The World Bank told Carrier Management that its treasury arm retained Swiss Re and Munich Re as arrangers of the transaction, who “will play a role in helping structure the different layers of risk and to place the PEF with risk takers.” As well, product pricing and placement will be open and driven by book building and competitive processes, the World Bank noted.

Additionally, the World Bank has been talking with a number of insurance agencies in Japan and other places as it gears up to place the PEF on the marketplace.

Plans call for the PEF insurance window to provide up to $500 million for an initial 3 years for infectious diseases likely to cause major epidemics, including influenza pandemic viruses, SARS, MERS, Ebola, and other diseases such as Crimean Congo and Lassa fever.

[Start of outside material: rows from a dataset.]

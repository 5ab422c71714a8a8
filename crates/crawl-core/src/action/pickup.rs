//! Item pickup

use log::debug;

use crate::dungeon::{Position, Tile};
use crate::gameloop::GameState;

/// Quest log entry when a pickup finds nothing
pub const MSG_NOTHING_HERE: &str = "There is nothing to pick up.";

impl GameState {
    /// Pick up the item under the player, if any.
    ///
    /// Returns whether something was collected.
    pub fn pickup(&mut self) -> bool {
        let here = self.player;
        if self.map.tile(here) == Some(Tile::Item) {
            self.collect_item(here);
            true
        } else {
            self.message(MSG_NOTHING_HERE);
            false
        }
    }

    /// Move the item at `pos` into the inventory and clear the tile
    pub(crate) fn collect_item(&mut self, pos: Position) {
        debug!("collected {} at {:?}", self.item_name, pos);
        self.inventory.push(self.item_name.clone());
        self.map.set_tile(pos, Tile::Floor);
        let msg = format!("Picked up a {}.", self.item_name);
        self.message(msg);
    }
}
//! Monsters
//!
//! Monsters are fixed map tiles. The turn queue only rotates through them to
//! produce ambient messages; no monster ever leaves its tile.

mod queue;

pub use queue::MonsterQueue;
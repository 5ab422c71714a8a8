//! Player action system
//!
//! Implements the state transitions a front end can trigger: moving,
//! undoing, picking up, and the text command interpreter that maps typed
//! commands onto the same transitions.

use serde::{Deserialize, Serialize};
use strum::{Display, EnumIter, EnumString};

pub mod command;
pub mod movement;
pub mod pickup;

pub use command::parse_command;

/// Movement directions
#[derive(
    Debug, Clone, Copy, PartialEq, Eq, Hash, Serialize, Deserialize, Display, EnumIter, EnumString,
)]
#[strum(serialize_all = "lowercase")]
pub enum Direction {
    North,
    South,
    East,
    West,
}

impl Direction {
    /// Get the delta (dx, dy) for this direction; `dx` is the column step.
    pub const fn delta(&self) -> (i32, i32) {
        match self {
            Direction::North => (0, -1),
            Direction::South => (0, 1),
            Direction::East => (1, 0),
            Direction::West => (-1, 0),
        }
    }
}

/// A parsed text command
#[derive(Debug, Clone, PartialEq, Eq)]
pub enum Command {
    /// Blank input
    Empty,
    /// `go <direction>`
    Go(Direction),
    /// `go` followed by something that is not a direction
    BadDirection(String),
    Pickup,
    Undo,
    Inventory,
    Look,
    Restart,
    /// Anything the parser does not recognise
    Unknown(String),
}

/// Result of a move attempt
#[derive(Debug, Clone, Copy, PartialEq, Eq)]
pub enum MoveOutcome {
    /// The player stepped onto the target cell
    Moved,
    /// Target was a wall or off the map; nothing changed but the log
    Blocked,
    /// The game is over; nothing changed
    GameOver,
}

/// Result of an undo attempt
#[derive(Debug, Clone, Copy, PartialEq, Eq)]
pub enum UndoOutcome {
    /// The previous position was restored
    Undone,
    /// History was empty
    NothingToUndo,
    /// The game is over; nothing changed
    GameOver,
}

#[cfg(test)]
mod tests {
    use super::*;
    use core::str::FromStr;
    use strum::IntoEnumIterator;

    #[test]
    fn test_direction_deltas_are_unit_cardinals() {
        for dir in Direction::iter() {
            let (dx, dy) = dir.delta();
            assert_eq!(dx.abs() + dy.abs(), 1, "{} is not a unit step", dir);
        }
        assert_eq!(Direction::North.delta(), (0, -1));
        assert_eq!(Direction::East.delta(), (1, 0));
    }

    #[test]
    fn test_direction_names() {
        assert_eq!(Direction::from_str("west"), Ok(Direction::West));
        assert!(Direction::from_str("up").is_err());
        assert_eq!(Direction::South.to_string(), "south");
    }
}
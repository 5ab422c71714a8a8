//! UI widgets

mod command_line;
mod map;
mod sidebar;

pub use command_line::CommandLineWidget;
pub use map::MapWidget;
pub use sidebar::SidebarWidget;
//! Fixed game data

/// Reference dungeon layout, one string per row.
///
/// `S` start, `.` floor, `#` wall, `I` item, `M` monster, `E` exit.
pub const DEFAULT_TEMPLATE: &[&str] = &["S..#.", ".#I..", ".IM#.", "#...E"];

/// Name given to every collected item unless configured otherwise
pub const DEFAULT_ITEM_NAME: &str = "Mysterious Item";

/// Number of quest log lines a front end shows by default
pub const DEFAULT_LOG_TAIL: usize = 6;

/// First quest log entry of every game
pub const MSG_ENTERED: &str = "Entered the dungeon.";
pub const MSG_NEW_GAME: &str = "New game started.";
pub const MSG_BUMPED: &str = "Bumped into a wall.";
pub const MSG_EATEN: &str = "The Monster Ate you";
pub const MSG_EXIT_FOUND: &str = "You found the exit! Game over. Press Play Again.";
pub const MSG_MONSTER_GROWLS: &str = "Monster growls in the distance.";
pub const MSG_NOTHING_TO_UNDO: &str = "Nothing to undo.";
pub const MSG_UNDONE: &str = "Undid your last move.";
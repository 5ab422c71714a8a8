//! Dungeon map, tiles and fog-of-war

mod fog;
mod map;
mod tile;

pub use fog::FogOfWar;
pub use map::{DungeonMap, MapError, Position};
pub use tile::Tile;
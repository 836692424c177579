//! Payload codec: LZ77 compression and the two integrity checks computed over
//! the post-compression byte stream.

pub mod integrity;
pub mod lz77;

pub use integrity::{checksum16, crc16};
pub use lz77::{compress, decompress};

When would the money be released? It would depend on the size, severity and spread of the outbreak, and parametric triggers designed with public data would shape those decisions.

According to the World Bank, the annual global cost of pandemics that are moderately severe to severe averages $570 billion. Should a severe pandemic hit (think the 1918 Spanish flu), the cost could hit nearly $4 trillion, or 5 percent of global GDP.